Thursday, January 18, 2018

No Place to Hide



Wednesday’s edition (Jan. 17, 2018) of the Courier News featured a guest article on its opinion page on how American civilians should prepare for a potential nuclear strike.

Yikes!  Are you kidding me?

There is no way for civilians to logically prepare for survival following a massive nuclear strike.  Photos depicting the WWII obliteration of Hiroshima and Nagasaki from two atomic bombs should have made that abundantly clear.

Yet Glenn Harlan Reynolds, a University of Tennessee law professor and author proposes exactly that.
 
He quotes a government agency, the Centers for Disease Control and Prevention (CDC) as his authority, While a nuclear detonation is unlikely, it would have devastating results and there would be limited time to take critical protection steps. . ..” and so on, and so on.

I lived through the Cold War between Russia and the U.S., and I vividly recall the concept of deterrent dubbed MAD (Mutually Assured Destruction). 
  
I also remember just as vividly, the Cuban Missile Crisis when President John F. Kennedy stood eye-ball to eye-ball with Russian Premier, Nikita Khrushchev:
  
Loaded with nuclear-tipped warheads, select B-52 bombers of the U.S. Strategic Air Command (SAC) were in the air circling outside of Russian air space.

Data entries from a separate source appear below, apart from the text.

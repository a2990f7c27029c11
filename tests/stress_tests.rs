//! Stress tests for the writing thread
//!
//! These tests verify:
//! - Producers block while the queue is full instead of dropping entries
//! - Everything queued before shutdown is written exactly once
//! - Failing and panicking writers never stop other writers
//! - Thread safety under concurrent high-volume logging

use crossbeam_channel::{bounded, Receiver, Sender};
use parking_lot::Mutex;
use rust_log_backend::core::{InternalLogger, INTERNAL_TAG};
use rust_log_backend::prelude::*;
use rust_log_backend::writing_thread::{WritingThread, THREAD_NAME};
use rust_log_backend::{error, info};
use std::collections::HashSet;
use std::sync::atomic::{AtomicBool, AtomicUsize, Ordering};
use std::sync::Arc;
use std::thread;
use std::time::Duration;

#[derive(Default)]
struct CollectingWriter {
    messages: Mutex<Vec<String>>,
}

impl Writer for CollectingWriter {
    fn required_values(&self) -> ValueSet {
        ValueSet::of(&[LogEntryValue::Message])
    }
    fn write(&self, entry: &LogEntry) -> Result<()> {
        self.messages
            .lock()
            .push(entry.message.clone().unwrap_or_default());
        Ok(())
    }
    fn flush(&self) -> Result<()> {
        Ok(())
    }
    fn close(&self) -> Result<()> {
        Ok(())
    }
    fn name(&self) -> &str {
        "collecting"
    }
}

/// Writer that blocks every write until the gate is opened or dropped
struct GatedWriter {
    gate: Receiver<()>,
    written: AtomicUsize,
}

impl Writer for GatedWriter {
    fn required_values(&self) -> ValueSet {
        ValueSet::empty()
    }
    fn write(&self, _entry: &LogEntry) -> Result<()> {
        let _ = self.gate.recv();
        self.written.fetch_add(1, Ordering::SeqCst);
        Ok(())
    }
    fn flush(&self) -> Result<()> {
        Ok(())
    }
    fn close(&self) -> Result<()> {
        Ok(())
    }
    fn name(&self) -> &str {
        "gated"
    }
}

struct FailingWriter {
    calls: AtomicUsize,
}

impl Writer for FailingWriter {
    fn required_values(&self) -> ValueSet {
        ValueSet::empty()
    }
    fn write(&self, _entry: &LogEntry) -> Result<()> {
        let calls = self.calls.fetch_add(1, Ordering::SeqCst);
        if calls % 2 == 0 {
            Err(LoggerError::writer("disk full"))
        } else {
            panic!("writer exploded");
        }
    }
    fn flush(&self) -> Result<()> {
        Err(LoggerError::writer("cannot flush"))
    }
    fn close(&self) -> Result<()> {
        Ok(())
    }
    fn name(&self) -> &str {
        "failing"
    }
}

struct RejectingWriter;

impl Writer for RejectingWriter {
    fn required_values(&self) -> ValueSet {
        ValueSet::empty()
    }
    fn write(&self, _entry: &LogEntry) -> Result<()> {
        Err(LoggerError::writer("disk full"))
    }
    fn flush(&self) -> Result<()> {
        Ok(())
    }
    fn close(&self) -> Result<()> {
        Ok(())
    }
    fn name(&self) -> &str {
        "rejecting"
    }
}

/// Writer that records untagged messages and counts writes after close
struct ClosableWriter {
    messages: Mutex<Vec<String>>,
    closed: AtomicBool,
    late_writes: AtomicUsize,
    on_close: Sender<()>,
}

impl Writer for ClosableWriter {
    fn required_values(&self) -> ValueSet {
        ValueSet::of(&[LogEntryValue::Message])
    }
    fn write(&self, entry: &LogEntry) -> Result<()> {
        if self.closed.load(Ordering::SeqCst) {
            self.late_writes.fetch_add(1, Ordering::SeqCst);
            return Err(LoggerError::writer("closable writer is closed"));
        }
        if entry.tag.as_deref() != Some(INTERNAL_TAG) {
            self.messages
                .lock()
                .push(entry.message.clone().unwrap_or_default());
        }
        Ok(())
    }
    fn flush(&self) -> Result<()> {
        Ok(())
    }
    fn close(&self) -> Result<()> {
        self.closed.store(true, Ordering::SeqCst);
        let _ = self.on_close.send(());
        Ok(())
    }
    fn name(&self) -> &str {
        "closable"
    }
}

/// Writer for diagnostics that holds the writing thread once until released
struct HoldingWriter {
    held: AtomicBool,
    entered: Sender<()>,
    release: Receiver<()>,
}

impl Writer for HoldingWriter {
    fn required_values(&self) -> ValueSet {
        ValueSet::empty()
    }
    fn write(&self, _entry: &LogEntry) -> Result<()> {
        if thread::current().name() == Some(THREAD_NAME) && !self.held.swap(true, Ordering::SeqCst) {
            let _ = self.entered.send(());
            let _ = self.release.recv();
        }
        Ok(())
    }
    fn flush(&self) -> Result<()> {
        Ok(())
    }
    fn close(&self) -> Result<()> {
        Ok(())
    }
    fn name(&self) -> &str {
        "holding"
    }
}

fn entry(message: impl Into<String>) -> Arc<LogEntry> {
    Arc::new(LogEntry::new(Level::Info).with_message(message))
}

/// A full queue blocks producers until the writing thread frees a slot
#[test]
fn test_full_queue_blocks_producer() {
    let (open, gate) = bounded::<()>(0);
    let writer = Arc::new(GatedWriter {
        gate,
        written: AtomicUsize::new(0),
    });
    let dyn_writer: Arc<dyn Writer> = writer.clone();
    let writing_thread = Arc::new(
        WritingThread::start(vec![Arc::clone(&dyn_writer)], 1, InternalLogger::capturing())
            .expect("Failed to start writing thread"),
    );

    let enqueued = Arc::new(AtomicUsize::new(0));
    let producer = {
        let writing_thread = Arc::clone(&writing_thread);
        let enqueued = Arc::clone(&enqueued);
        let dyn_writer = Arc::clone(&dyn_writer);
        thread::spawn(move || {
            for i in 0..3 {
                writing_thread.enqueue(Arc::clone(&dyn_writer), entry(i.to_string()));
                enqueued.fetch_add(1, Ordering::SeqCst);
            }
        })
    };

    // One job is blocked in the writer, one waits in the queue
    thread::sleep(Duration::from_millis(300));
    assert_eq!(enqueued.load(Ordering::SeqCst), 2);
    assert_eq!(writer.written.load(Ordering::SeqCst), 0);

    // Release the writer for all jobs
    drop(open);
    producer.join().expect("Producer panicked");
    assert_eq!(enqueued.load(Ordering::SeqCst), 3);

    writing_thread.shut_down();
    writing_thread.join().expect("Writing thread failed");
    assert_eq!(writer.written.load(Ordering::SeqCst), 3);
}

/// Internal entries are dropped instead of blocking on a full queue
#[test]
fn test_internal_entries_never_block() {
    let (open, gate) = bounded::<()>(0);
    let writer: Arc<dyn Writer> = Arc::new(GatedWriter {
        gate,
        written: AtomicUsize::new(0),
    });
    let writing_thread = WritingThread::start(vec![], 1, InternalLogger::capturing())
        .expect("Failed to start writing thread");

    writing_thread.enqueue(Arc::clone(&writer), entry("first"));
    writing_thread.enqueue(Arc::clone(&writer), entry("second"));
    thread::sleep(Duration::from_millis(100));

    for _ in 0..10 {
        let internal = Arc::new(
            LogEntry::new(Level::Error)
                .with_tag(INTERNAL_TAG)
                .with_message("diagnostic"),
        );
        writing_thread.enqueue(Arc::clone(&writer), internal);
    }

    drop(open);
    writing_thread.shut_down();
    writing_thread.join().expect("Writing thread failed");
}

/// Every job queued before shutdown is written exactly once and in order
#[test]
fn test_drain_on_shutdown() {
    let writer = Arc::new(CollectingWriter::default());
    let dyn_writer: Arc<dyn Writer> = writer.clone();
    let writing_thread = WritingThread::start(vec![Arc::clone(&dyn_writer)], 8, InternalLogger::capturing())
        .expect("Failed to start writing thread");

    for i in 0..10_000 {
        writing_thread.enqueue(Arc::clone(&dyn_writer), entry(i.to_string()));
    }
    writing_thread.shut_down();
    writing_thread.enqueue(Arc::clone(&dyn_writer), entry("late"));
    writing_thread.join().expect("Writing thread failed");

    let messages = writer.messages.lock();
    let expected: Vec<String> = (0..10_000).map(|i| i.to_string()).collect();
    assert_eq!(*messages, expected);
}

/// Failing writers are reported but never stop other writers or the thread
#[test]
fn test_failing_writer_does_not_stop_others() {
    let collecting = Arc::new(CollectingWriter::default());
    let failing = Arc::new(FailingWriter {
        calls: AtomicUsize::new(0),
    });
    let diagnostics = InternalLogger::capturing();

    let registry = {
        let collecting = Arc::clone(&collecting);
        let failing = Arc::clone(&failing);
        WriterRegistry::new()
            .with("collecting", move |_, _| Ok(Arc::clone(&collecting) as Arc<dyn Writer>))
            .with("failing", move |_, _| Ok(Arc::clone(&failing) as Arc<dyn Writer>))
    };

    let backend = LoggingBackend::builder()
        .configuration(
            Configuration::new()
                .with("writingthread", "true")
                .with("writer1", "failing")
                .with("writer2", "collecting")
                .with("writer3", "failing")
                .with("writer3.async", "false"),
        )
        .registry(registry)
        .queue_capacity(4)
        .internal_logger(diagnostics.clone())
        .build()
        .expect("Failed to build backend");

    for i in 0..200 {
        error!(backend, "Entry {}", i);
    }
    backend.shutdown();

    assert_eq!(collecting.messages.lock().len(), 200);
    assert!(failing.calls.load(Ordering::SeqCst) >= 200);

    let records = diagnostics.records();
    assert!(records
        .iter()
        .any(|record| record.message.contains("disk full")));
    assert!(records
        .iter()
        .any(|record| record.message.contains("writer exploded")));
}

/// Dropping the last reference while the writing thread reports a failure
/// shuts the backend down from the writing thread without losing entries
#[test]
fn test_backend_dropped_while_writing_thread_reports_failure() {
    let (entered, wait_entered) = bounded::<()>(0);
    let (release, wait_release) = bounded::<()>(0);
    let (on_close, wait_close) = bounded::<()>(1);

    let closable = Arc::new(ClosableWriter {
        messages: Mutex::new(Vec::new()),
        closed: AtomicBool::new(false),
        late_writes: AtomicUsize::new(0),
        on_close,
    });
    let holding: Arc<dyn Writer> = Arc::new(HoldingWriter {
        held: AtomicBool::new(false),
        entered,
        release: wait_release,
    });

    let registry = {
        let closable = Arc::clone(&closable);
        WriterRegistry::new()
            .with("rejecting", |_, _| Ok(Arc::new(RejectingWriter) as Arc<dyn Writer>))
            .with("closable", move |_, _| Ok(Arc::clone(&closable) as Arc<dyn Writer>))
            .with("holding", move |_, _| Ok(Arc::clone(&holding)))
    };

    // Diagnostics go through the backend, so the writing thread briefly owns
    // a strong reference while it reports the failed write
    let backend = LoggingBackend::builder()
        .configuration(
            Configuration::new()
                .with("writer1", "rejecting")
                .with("writer1.async", "true")
                .with("writer2", "closable")
                .with("writer2.async", "true")
                .with("writer3", "holding")
                .with("writer3.tag", INTERNAL_TAG),
        )
        .registry(registry)
        .build()
        .expect("Failed to build backend");

    info!(backend, "Entry {}", 0);
    wait_entered
        .recv_timeout(Duration::from_secs(5))
        .expect("Failure was not reported");

    for i in 1..10 {
        info!(backend, "Entry {}", i);
    }
    drop(backend);
    release.send(()).expect("Writing thread is gone");

    wait_close
        .recv_timeout(Duration::from_secs(5))
        .expect("Writing thread did not finish");

    let expected: Vec<String> = (0..10).map(|i| format!("Entry {}", i)).collect();
    assert_eq!(*closable.messages.lock(), expected);
    assert_eq!(closable.late_writes.load(Ordering::SeqCst), 0);
}

/// Concurrent producers with a tiny queue lose nothing
#[test]
fn test_concurrent_producers() {
    let writer = Arc::new(CollectingWriter::default());
    let shared = Arc::clone(&writer);

    let backend = LoggingBackend::builder()
        .configuration(
            Configuration::new()
                .with("writer", "collecting")
                .with("writer.async", "true"),
        )
        .registry(WriterRegistry::new().with("collecting", move |_, _| {
            Ok(Arc::clone(&shared) as Arc<dyn Writer>)
        }))
        .queue_capacity(16)
        .internal_logger(InternalLogger::capturing())
        .build()
        .expect("Failed to build backend");

    let handles: Vec<_> = (0..8)
        .map(|t| {
            let backend = Arc::clone(&backend);
            thread::spawn(move || {
                for i in 0..1_000 {
                    info!(backend, "{}-{}", t, i);
                }
            })
        })
        .collect();

    for handle in handles {
        handle.join().expect("Producer panicked");
    }
    backend.shutdown();

    let messages = writer.messages.lock();
    assert_eq!(messages.len(), 8_000);

    let unique: HashSet<&String> = messages.iter().collect();
    assert_eq!(unique.len(), 8_000);

    // Order per producer is preserved
    for t in 0..8 {
        let prefix = format!("{}-", t);
        let sequence: Vec<usize> = messages
            .iter()
            .filter_map(|message| message.strip_prefix(&prefix))
            .filter_map(|index| index.parse().ok())
            .collect();
        assert_eq!(sequence, (0..1_000).collect::<Vec<_>>());
    }
}

/// A burst of log calls followed by an immediate shutdown
#[test]
fn test_rapid_burst_logging() {
    let writer = Arc::new(CollectingWriter::default());
    let shared = Arc::clone(&writer);

    let backend = LoggingBackend::builder()
        .configuration(
            Configuration::new()
                .with("writingthread", "true")
                .with("writer", "collecting"),
        )
        .registry(WriterRegistry::new().with("collecting", move |_, _| {
            Ok(Arc::clone(&shared) as Arc<dyn Writer>)
        }))
        .internal_logger(InternalLogger::capturing())
        .build()
        .expect("Failed to build backend");

    for i in 0..50_000 {
        info!(backend, "Burst {}", i);
    }
    drop(backend);

    assert_eq!(writer.messages.lock().len(), 50_000);
}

The remainder were sitting on tarmacs of air fields everywhere in the nation, flight crews inside, engines warm, planes at the ready for takeoff at a moment’s notice.

Similarly, every U.S. ICBM location in the heartland had its ‘birds’ sitting at their silos, blast doors open, waiting to spread their deadly wings.

Simultaneously, under the world’s oceans, each American nuclear-powered submarine was strategically positioned, equipped with its own batch of nuclear poison ready for launch.

Not to be intimidated, the Russian military had its own nuclear arsenal dispersed and on station.  Armageddon was as near as the command,

Go!

During the Cold War, Americans were constantly being reminded to be prepared in the event of a Russian strike.  If you had the dough, you could build yourself a well-stocked underground shelter.  If not?

And don’t forget the kids.  If they find themselves at school, tell them to hide under their desks!

What else could a government say to its populace? – but the advice was unworkable, just as is the CDC’s today:  In an all-out exchange of nuclear warheads between nations, there will be no place to hide. . . .

. . . .  except, that is, for the chosen few of our elected officials in Washington, D.C. – those who will be whisked to their secret, underground modern-day Greenbriers.  But what does one come back to when the underground hatches are opened?

There is only one solution:  For mankind to live in peace.
 
Nonetheless, with all of man’s brilliant technological advances, none has yet found a way to fully implement that solution.

There are more than one Francis on this blue globe, but who is paying attention?